> Your goal:
What is needed here is a verbatim copy of the records that follow.

··· Listed records

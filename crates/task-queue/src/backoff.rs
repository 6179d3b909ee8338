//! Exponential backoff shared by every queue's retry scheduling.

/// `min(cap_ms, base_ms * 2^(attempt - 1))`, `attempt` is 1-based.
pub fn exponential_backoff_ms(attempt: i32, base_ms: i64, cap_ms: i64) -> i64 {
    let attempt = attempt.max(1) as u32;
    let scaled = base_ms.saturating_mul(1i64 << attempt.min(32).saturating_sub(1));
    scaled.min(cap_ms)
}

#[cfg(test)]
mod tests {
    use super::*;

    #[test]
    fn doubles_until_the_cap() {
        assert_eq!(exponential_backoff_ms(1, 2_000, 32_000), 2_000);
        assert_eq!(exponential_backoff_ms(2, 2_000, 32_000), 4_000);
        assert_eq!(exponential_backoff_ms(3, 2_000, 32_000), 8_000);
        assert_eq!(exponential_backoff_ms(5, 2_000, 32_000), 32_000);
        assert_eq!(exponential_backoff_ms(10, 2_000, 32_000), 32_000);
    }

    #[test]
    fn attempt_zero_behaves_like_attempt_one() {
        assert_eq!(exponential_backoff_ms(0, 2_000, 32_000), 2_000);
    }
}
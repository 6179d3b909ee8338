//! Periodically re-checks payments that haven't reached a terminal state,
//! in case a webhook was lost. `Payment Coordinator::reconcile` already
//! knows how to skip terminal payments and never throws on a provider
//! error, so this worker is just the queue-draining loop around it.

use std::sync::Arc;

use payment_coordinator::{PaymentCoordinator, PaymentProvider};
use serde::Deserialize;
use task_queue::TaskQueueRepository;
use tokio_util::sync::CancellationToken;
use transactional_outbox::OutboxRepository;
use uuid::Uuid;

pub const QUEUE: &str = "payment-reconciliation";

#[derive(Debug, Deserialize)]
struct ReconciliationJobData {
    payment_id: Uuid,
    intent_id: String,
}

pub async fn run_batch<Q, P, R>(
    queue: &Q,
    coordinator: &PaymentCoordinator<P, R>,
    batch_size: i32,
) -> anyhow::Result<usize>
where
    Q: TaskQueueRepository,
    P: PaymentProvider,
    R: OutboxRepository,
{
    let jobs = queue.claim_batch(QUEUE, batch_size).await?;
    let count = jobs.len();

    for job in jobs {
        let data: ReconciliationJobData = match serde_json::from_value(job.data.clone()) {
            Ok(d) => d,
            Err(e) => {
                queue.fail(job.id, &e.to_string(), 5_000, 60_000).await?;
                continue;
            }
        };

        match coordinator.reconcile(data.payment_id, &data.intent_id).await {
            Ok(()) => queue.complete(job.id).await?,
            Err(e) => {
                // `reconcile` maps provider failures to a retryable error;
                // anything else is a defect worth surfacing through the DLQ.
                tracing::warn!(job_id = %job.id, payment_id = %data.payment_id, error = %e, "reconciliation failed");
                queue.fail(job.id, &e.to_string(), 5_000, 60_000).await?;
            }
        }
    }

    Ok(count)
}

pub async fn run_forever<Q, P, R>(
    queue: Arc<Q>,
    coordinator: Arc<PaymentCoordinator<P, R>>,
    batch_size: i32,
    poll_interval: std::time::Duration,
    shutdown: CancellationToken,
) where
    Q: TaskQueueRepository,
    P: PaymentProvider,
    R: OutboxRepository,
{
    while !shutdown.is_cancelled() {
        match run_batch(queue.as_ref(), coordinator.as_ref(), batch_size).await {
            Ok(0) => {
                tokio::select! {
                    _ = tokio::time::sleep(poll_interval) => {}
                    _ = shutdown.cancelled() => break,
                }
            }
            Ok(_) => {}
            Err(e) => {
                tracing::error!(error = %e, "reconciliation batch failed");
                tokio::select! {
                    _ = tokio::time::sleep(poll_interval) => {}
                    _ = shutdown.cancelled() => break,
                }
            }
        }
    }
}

······

> Answer to this problem:
filename crates/task-queue/src/backoff.rs
repository 6179d3b909ee8338
//! Exponential backoff shared by every queue's retry scheduling.

/// `min(cap_ms, base_ms * 2^(attempt - 1))`, `attempt` is 1-based.
pub fn exponential_backoff_ms(attempt: i32, base_ms: i64, cap_ms: i64) -> i64 {
    let attempt = attempt.max(1) as u32;
    let scaled = base_ms.saturating_mul(1i64 << attempt.min(32).saturating_sub(1));
    scaled.min(cap_ms)
}

#[cfg(test)]
mod tests {
    use super::*;

    #[test]
    fn doubles_until_the_cap() {
        assert_eq!(exponential_backoff_ms(1, 2_000, 32_000), 2_000);
        assert_eq!(exponential_backoff_ms(2, 2_000, 32_000), 4_000);
        assert_eq!(exponential_backoff_ms(3, 2_000, 32_000), 8_000);
        assert_eq!(exponential_backoff_ms(5, 2_000, 32_000), 32_000);
        assert_eq!(exponential_backoff_ms(10, 2_000, 32_000), 32_000);
    }

    #[test]
    fn attempt_zero_behaves_like_attempt_one() {
        assert_eq!(exponential_backoff_ms(0, 2_000, 32_000), 2_000);
    }
}
repository 6179d3b909ee8338
//! Periodically re-checks payments that haven't reached a terminal state,
//! in case a webhook was lost. `Payment Coordinator::reconcile` already
//! knows how to skip terminal payments and never throws on a provider
//! error, so this worker is just the queue-draining loop around it.

use std::sync::Arc;

use payment_coordinator::{PaymentCoordinator, PaymentProvider};
use serde::Deserialize;
use task_queue::TaskQueueRepository;
use tokio_util::sync::CancellationToken;
use transactional_outbox::OutboxRepository;
use uuid::Uuid;

pub const QUEUE: &str = "payment-reconciliation";

#[derive(Debug, Deserialize)]
struct ReconciliationJobData {
    payment_id: Uuid,
    intent_id: String,
}

pub async fn run_batch<Q, P, R>(
    queue: &Q,
    coordinator: &PaymentCoordinator<P, R>,
    batch_size: i32,
) -> anyhow::Result<usize>
where
    Q: TaskQueueRepository,
    P: PaymentProvider,
    R: OutboxRepository,
{
    let jobs = queue.claim_batch(QUEUE, batch_size).await?;
    let count = jobs.len();

    for job in jobs {
        let data: ReconciliationJobData = match serde_json::from_value(job.data.clone()) {
            Ok(d) => d,
            Err(e) => {
                queue.fail(job.id, &e.to_string(), 5_000, 60_000).await?;
                continue;
            }
        };

        match coordinator.reconcile(data.payment_id, &data.intent_id).await {
            Ok(()) => queue.complete(job.id).await?,
            Err(e) => {
                // `reconcile` maps provider failures to a retryable error;
                // anything else is a defect worth surfacing through the DLQ.
                tracing::warn!(job_id = %job.id, payment_id = %data.payment_id, error = %e, "reconciliation failed");
                queue.fail(job.id, &e.to_string(), 5_000, 60_000).await?;
            }
        }
    }

    Ok(count)
}

pub async fn run_forever<Q, P, R>(
    queue: Arc<Q>,
    coordinator: Arc<PaymentCoordinator<P, R>>,
    batch_size: i32,
    poll_interval: std::time::Duration,
    shutdown: CancellationToken,
) where
    Q: TaskQueueRepository,
    P: PaymentProvider,
    R: OutboxRepository,
{
    while !shutdown.is_cancelled() {
        match run_batch(queue.as_ref(), coordinator.as_ref(), batch_size).await {
            Ok(0) => {
                tokio::select! {
                    _ = tokio::time::sleep(poll_interval) => {}
                    _ = shutdown.cancelled() => break,
                }
            }
            Ok(_) => {}
            Err(e) => {
                tracing::error!(error = %e, "reconciliation batch failed");
                tokio::select! {
                    _ = tokio::time::sleep(poll_interval) => {}
                    _ = shutdown.cancelled() => break,
                }
            }
        }
    }
}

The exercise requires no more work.